Saturday, August 18, 2007

Grizzly Man


I'm trying to decide whether GRIZZLY MAN is a very good movie or a downright brilliant one.

The photography alone is very good; Herzog's calling our attention to the photography is brilliant. The insights into Timothy Treadwell are very good; Herzog's editing of Treadwell's soliloquoys is brilliant. The film's balancing on the thin line between fascination and morbid voyeurism is very good; Herzog's occasional steps across the line are brilliant.

GRIZZLY MAN is a collaboration between Herzog and a dead man, a dead man who left hundreds of hours of (mostly self-shot) footage behind. Timothy Treadwell, Herzog's collaborator and the titular Grizzly Man, is disturbed, sympathetic, angry, profoundly innocent, and absolutely in love with Nature. Treadwell's the kind of guy who would've loved MARCH OF THE PENGUINS. He anthropomorphizes bears, foxes, even Alaska, seeming to believe that if he just loves them enough, they'll love him back. But bears are bears and nature doesn't love him back. It's a lesson Herzog understands but Treadwell may never have learned.

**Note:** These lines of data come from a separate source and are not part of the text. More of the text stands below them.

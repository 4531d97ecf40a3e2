//! Byte cursor over source text.
//!
//! The lexer is ASCII-centric: every character that matters to the grammar
//! is a single byte, so the cursor works on bytes and only decodes UTF-8
//! when an error message needs the offending character. Multi-byte
//! sequences inside strings, comments, and regex bodies flow through
//! untouched.

/// A cursor over source bytes with line/column tracking.
///
/// # Examples
///
/// ```
/// use esfc_lex::Cursor;
///
/// let mut cursor = Cursor::new("var x;");
/// assert_eq!(cursor.current(), b'v');
/// cursor.advance();
/// assert_eq!(cursor.current(), b'a');
/// ```
pub struct Cursor<'a> {
    source: &'a str,
    pos: usize,
    line: u32,
    column: u32,
}

/// Saved cursor state, restored when the parser requests regex relexing.
#[derive(Clone, Copy, Debug)]
pub struct CursorSnapshot {
    pos: usize,
    line: u32,
    column: u32,
}

impl CursorSnapshot {
    /// Byte position the snapshot was taken at.
    pub fn pos(&self) -> u32 {
        self.pos as u32
    }

    /// Line at the snapshot position (1-based).
    pub fn line(&self) -> u32 {
        self.line
    }

    /// Column at the snapshot position (1-based).
    pub fn column(&self) -> u32 {
        self.column
    }
}

impl<'a> Cursor<'a> {
    /// Creates a cursor at the start of `source`.
    pub fn new(source: &'a str) -> Self {
        Self {
            source,
            pos: 0,
            line: 1,
            column: 1,
        }
    }

    /// The current byte, or `0` at the end of input.
    #[inline]
    pub fn current(&self) -> u8 {
        self.peek(0)
    }

    /// The byte `n` positions ahead, or `0` past the end.
    #[inline]
    pub fn peek(&self, n: usize) -> u8 {
        *self.source.as_bytes().get(self.pos + n).unwrap_or(&0)
    }

    /// True if the current byte equals `b`.
    #[inline]
    pub fn at(&self, b: u8) -> bool {
        self.current() == b
    }

    /// Decodes the character at the current position, for error messages.
    /// Must only be called on a character boundary.
    pub fn current_char(&self) -> char {
        self.source[self.pos..].chars().next().unwrap_or('\0')
    }

    /// Advances one byte, updating line/column. No-op at the end.
    #[inline]
    pub fn advance(&mut self) {
        if self.pos >= self.source.len() {
            return;
        }
        let b = self.source.as_bytes()[self.pos];
        self.pos += 1;
        if b == b'\n' {
            self.line += 1;
            self.column = 1;
        } else {
            self.column += 1;
        }
    }

    /// Advances `n` bytes.
    pub fn advance_n(&mut self, n: usize) {
        for _ in 0..n {
            self.advance();
        }
    }

    /// Consumes the current byte if it equals `expected`.
    pub fn match_byte(&mut self, expected: u8) -> bool {
        if self.current() == expected {
            self.advance();
            true
        } else {
            false
        }
    }

    /// True once every byte has been consumed.
    #[inline]
    pub fn is_at_end(&self) -> bool {
        self.pos >= self.source.len()
    }

    /// Current byte offset.
    #[inline]
    pub fn pos(&self) -> u32 {
        self.pos as u32
    }

    /// Current line (1-based; advances on `\n`).
    pub fn line(&self) -> u32 {
        self.line
    }

    /// Current column (1-based, in bytes).
    pub fn column(&self) -> u32 {
        self.column
    }

    /// The source slice from `start` to the current position.
    pub fn slice_from(&self, start: u32) -> &'a str {
        &self.source[start as usize..self.pos]
    }

    /// Skips blanks: space, tab, and form feed. Line terminators are
    /// significant to the parser and are not skipped here.
    pub fn skip_blanks(&mut self) {
        while matches!(self.current(), b' ' | b'\t' | 0x0C) {
            self.advance();
        }
    }

    /// Saves the cursor state.
    pub fn snapshot(&self) -> CursorSnapshot {
        CursorSnapshot {
            pos: self.pos,
            line: self.line,
            column: self.column,
        }
    }

    /// Restores a previously saved state.
    pub fn restore(&mut self, snapshot: CursorSnapshot) {
        self.pos = snapshot.pos;
        self.line = snapshot.line;
        self.column = snapshot.column;
    }
}

#[cfg(test)]
mod tests {
    use super::*;

    #[test]
    fn test_current_and_advance() {
        let mut cursor = Cursor::new("ab");
        assert_eq!(cursor.current(), b'a');
        cursor.advance();
        assert_eq!(cursor.current(), b'b');
        cursor.advance();
        assert_eq!(cursor.current(), 0);
        assert!(cursor.is_at_end());
    }

    #[test]
    fn test_peek() {
        let cursor = Cursor::new("xyz");
        assert_eq!(cursor.peek(0), b'x');
        assert_eq!(cursor.peek(2), b'z');
        assert_eq!(cursor.peek(3), 0);
        assert_eq!(cursor.peek(100), 0);
    }

    #[test]
    fn test_match_byte() {
        let mut cursor = Cursor::new("=>");
        assert!(cursor.match_byte(b'='));
        assert!(!cursor.match_byte(b'='));
        assert!(cursor.match_byte(b'>'));
    }

    #[test]
    fn test_line_column_tracking() {
        let mut cursor = Cursor::new("a\nbc");
        assert_eq!((cursor.line(), cursor.column()), (1, 1));
        cursor.advance();
        cursor.advance();
        assert_eq!((cursor.line(), cursor.column()), (2, 1));
        cursor.advance();
        assert_eq!((cursor.line(), cursor.column()), (2, 2));
    }

    #[test]
    fn test_skip_blanks_keeps_newline() {
        let mut cursor = Cursor::new("  \t\n x");
        cursor.skip_blanks();
        assert_eq!(cursor.current(), b'\n');
    }

    #[test]
    fn test_slice_from() {
        let mut cursor = Cursor::new("return 1;");
        let start = cursor.pos();
        cursor.advance_n(6);
        assert_eq!(cursor.slice_from(start), "return");
    }

    #[test]
    fn test_snapshot_restore() {
        let mut cursor = Cursor::new("a / b");
        cursor.advance_n(2);
        let saved = cursor.snapshot();
        cursor.advance_n(3);
        assert!(cursor.is_at_end());
        cursor.restore(saved);
        assert_eq!(cursor.current(), b'/');
        assert_eq!(cursor.pos(), 2);
    }

    #[test]
    fn test_empty_source() {
        let mut cursor = Cursor::new("");
        assert!(cursor.is_at_end());
        assert_eq!(cursor.current(), 0);
        cursor.advance();
        assert!(cursor.is_at_end());
    }
}
use std::process::ExitCode;

fn main() -> ExitCode {
    ExitCode::from(esfc_drv::run(std::env::args()) as u8)
}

GRIZZLY MAN'S power comes from the juxtaposition of Treadwell's innocence, Herzog's wisdom, and the stupendous beauty of Alaska and the grizzlies Treadwell was foolish enough to try to befriend. Because Treadwell was a fool, he shot footage of these bears unlike anything I've ever seen. He got right up next to them. He talked to them, scolded them, even swam with them. He seemed to make something of a pet of a local fox. He lived his dream, right up until he (and his apprehensive girlfriend) died in a grizzly's hungry maw. Amazingly, Treadwell's camera was running (lens cap on) at the time of his death, and Herzog shot some oblique footage of himself listening to the couple's final minutes. In the end, Herzog doesn't share those minutes with us. Instead, he advises the keeper of the tape to destroy it, as it's simply to horrible to own. It's better to remember Treadwell as he was: innocent, foolish, and enveloped in beauty.

And it's that beauty I'll remember long after I've forgotten Treadwell's name. Thank you for a brilliant movie, gentlemen.